■ **Supplied information**:
******************************

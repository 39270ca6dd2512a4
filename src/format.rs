//! glTF version detection.
//!
//! Only the JSON header is inspected. The byte buffer itself is left alone
//! because the selected loader parses it again in its own way.

use std::fmt;

use serde::Deserialize;
use serde_json::Value;

use crate::error::FormatError;

const BINARY_MAGIC: &[u8; 4] = b"glTF";
const GLB_JSON_CHUNK: u32 = 0x4E4F_534A;

#[derive(Debug, Clone, Copy, PartialEq, Eq, Hash)]
pub enum FormatVersion {
    /// glTF 1.x
    Legacy,
    /// glTF 2.0 and later
    Current,
}

impl FormatVersion {
    pub fn from_major(major: u32) -> Self {
        if major < 2 {
            FormatVersion::Legacy
        } else {
            FormatVersion::Current
        }
    }

    pub fn major(self) -> u32 {
        match self {
            FormatVersion::Legacy => 1,
            FormatVersion::Current => 2,
        }
    }
}

impl fmt::Display for FormatVersion {
    fn fmt(&self, f: &mut fmt::Formatter<'_>) -> fmt::Result {
        write!(f, "glTF v.{}", self.major())
    }
}

#[derive(Debug, Clone, Copy, PartialEq, Eq)]
pub enum Container {
    Json,
    /// KHR_binary_glTF, the glTF 1.0 binary container.
    BinaryV1,
    Glb,
}

#[derive(Debug, Clone, PartialEq)]
pub struct ModelHeader {
    pub version: FormatVersion,
    pub container: Container,
    pub asset_version: Option<String>,
    pub generator: Option<String>,
    pub extensions_required: Vec<String>,
}

impl ModelHeader {
    pub fn requires_extension(&self, name: &str) -> bool {
        self.extensions_required.iter().any(|ext| ext == name)
    }
}

#[derive(Deserialize)]
struct HeaderJson {
    asset: Option<AssetJson>,
    #[serde(rename = "extensionsRequired", default)]
    extensions_required: Vec<String>,
}

#[derive(Deserialize)]
struct AssetJson {
    version: Option<Value>,
    generator: Option<String>,
}

fn read_u32(bytes: &[u8], offset: usize) -> Result<u32, FormatError> {
    bytes
        .get(offset..offset + 4)
        .and_then(|slice| slice.try_into().ok())
        .map(u32::from_le_bytes)
        .ok_or(FormatError::Container("truncated header"))
}

/// Locates the JSON document inside `bytes`, unwrapping binary containers.
pub fn json_content(bytes: &[u8]) -> Result<(Container, &[u8]), FormatError> {
    if !bytes.starts_with(BINARY_MAGIC) {
        return Ok((Container::Json, bytes));
    }

    match read_u32(bytes, 4)? {
        1 => {
            let content_length = read_u32(bytes, 12)? as usize;
            let content_format = read_u32(bytes, 16)?;
            if content_format != 0 {
                return Err(FormatError::Container("content is not JSON"));
            }
            let content = bytes
                .get(20..20 + content_length)
                .ok_or(FormatError::Container("content runs past end of file"))?;
            Ok((Container::BinaryV1, content))
        }
        _ => {
            let chunk_length = read_u32(bytes, 12)? as usize;
            if read_u32(bytes, 16)? != GLB_JSON_CHUNK {
                return Err(FormatError::Container("first chunk is not JSON"));
            }
            let content = bytes
                .get(20..20 + chunk_length)
                .ok_or(FormatError::Container("JSON chunk runs past end of file"))?;
            Ok((Container::Glb, content))
        }
    }
}

/// Leading integer of a version such as `"2.0"`.
fn major_version(version: &Value) -> Result<u32, FormatError> {
    let text = match version {
        Value::String(text) => text.clone(),
        Value::Number(number) => number.to_string(),
        Value::Array(items) => match items.first() {
            Some(first) => return major_version(first),
            None => return Err(FormatError::UnsupportedVersion(version.to_string())),
        },
        other => return Err(FormatError::UnsupportedVersion(other.to_string())),
    };

    let major = text
        .trim()
        .split('.')
        .next()
        .and_then(|major| major.parse().ok());
    major.ok_or(FormatError::UnsupportedVersion(text))
}

fn version_text(version: &Value) -> String {
    match version {
        Value::String(text) => text.clone(),
        Value::Array(items) => items.first().map(version_text).unwrap_or_default(),
        other => other.to_string(),
    }
}

pub fn inspect_header(bytes: &[u8]) -> Result<ModelHeader, FormatError> {
    let (container, content) = json_content(bytes)?;
    let text = std::str::from_utf8(content)?;
    let header: HeaderJson = serde_json::from_str(text)?;

    let asset = header.asset;
    let version_value = asset.as_ref().and_then(|asset| asset.version.as_ref());

    let version = match version_value {
        Some(value) => FormatVersion::from_major(major_version(value)?),
        None => FormatVersion::Legacy,
    };

    Ok(ModelHeader {
        version,
        container,
        asset_version: version_value.map(version_text),
        generator: asset.and_then(|asset| asset.generator),
        extensions_required: header.extensions_required,
    })
}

******************************

Only lines that hold the string "Result" belong in the answer, so copy every one of them from the records.

    fn fmt(&self, f: &mut fmt::Formatter<'_>) -> fmt::Result {
fn read_u32(bytes: &[u8], offset: usize) -> Result<u32, FormatError> {
pub fn json_content(bytes: &[u8]) -> Result<(Container, &[u8]), FormatError> {
fn major_version(version: &Value) -> Result<u32, FormatError> {
pub fn inspect_header(bytes: &[u8]) -> Result<ModelHeader, FormatError> {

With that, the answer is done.